Rodents are used for some HIV infection models, although HIV cannot infect rodent cells. To create suitable models, mice or rats are either modfied transgenically to express viral genes or are modified by transplantion of HIV infected cells into immunodeficient tissues of the animal. The advantage of using rodents, besides their size, is that there are established methodologies for the manipulation of their genomes (see also Jaeger & Nath, 2012). These models have limitations regarding the expression of end-organ disease and, among others, their relatively short life span, which is not adequate to observe the effects of the disease on the CNS. However in recent years a new mouse model has been made with an engrafted human immune system that is more adequate for studying relationships between peripheral infection and neuropathobiology. Also, this engrafted human immune system model is highly specific because in it, brain disease develops only following HIV infection and suppression of the immune system. Moreover, as grafts survive as long as the animal itself, the model allows long term studies of CART. Jaeger & Nath (2012) have proposed an alternate model that would reunite the main characteristics of HAND in a single physiological system, with both a human immune system and human CNS cells, that has the advantage over previous models employing human brain macrophages and astrocytes susceptible of HIV infection. This proposed model also would allow the study of long term effects on the brain of CART therapy, which is suspected to cause neurotoxicity.
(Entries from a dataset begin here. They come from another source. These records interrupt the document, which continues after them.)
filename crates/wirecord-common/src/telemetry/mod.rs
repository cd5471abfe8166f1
//! Telemetry and tracing setup

mod tracing_setup;

pub use tracing_setup::{
    init_tracing, init_tracing_with_config, try_init_tracing, try_init_tracing_with_config,
    TracingConfig, TracingError,
};
//! Cache errors - lookups that missed the local guild cache

use thiserror::Error;

use crate::value_objects::Snowflake;

/// Guild cache errors
#[derive(Debug, Clone, PartialEq, Eq, Error)]
pub enum CacheError {
    #[error("Guild not cached: {0}")]
    GuildNotFound(Snowflake),

    #[error("Channel not cached: {0}")]
    ChannelNotFound(Snowflake),

    #[error("Message not cached: {0}")]
    MessageNotFound(Snowflake),

    #[error("Member not cached: {0}")]
    MemberNotFound(Snowflake),

    #[error("Payload missing field: {0}")]
    MissingField(&'static str),
}

impl CacheError {
    /// Whether a REST refetch could fill the gap
    pub fn is_refetchable(&self) -> bool {
        matches!(self, Self::MessageNotFound(_) | Self::MemberNotFound(_))
    }
}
In summary, there is substantial evidence for deleterious effects of alterations in the dopaminergic system due to HIV infection on cognitive processes. In this paper, we have considered features that animals models should have to study these consequences of HIV adequately. These considerations emphasize the great potential utility of specific animal models for the study of the impairment of executive function due to HIV infection and the role of dopamine.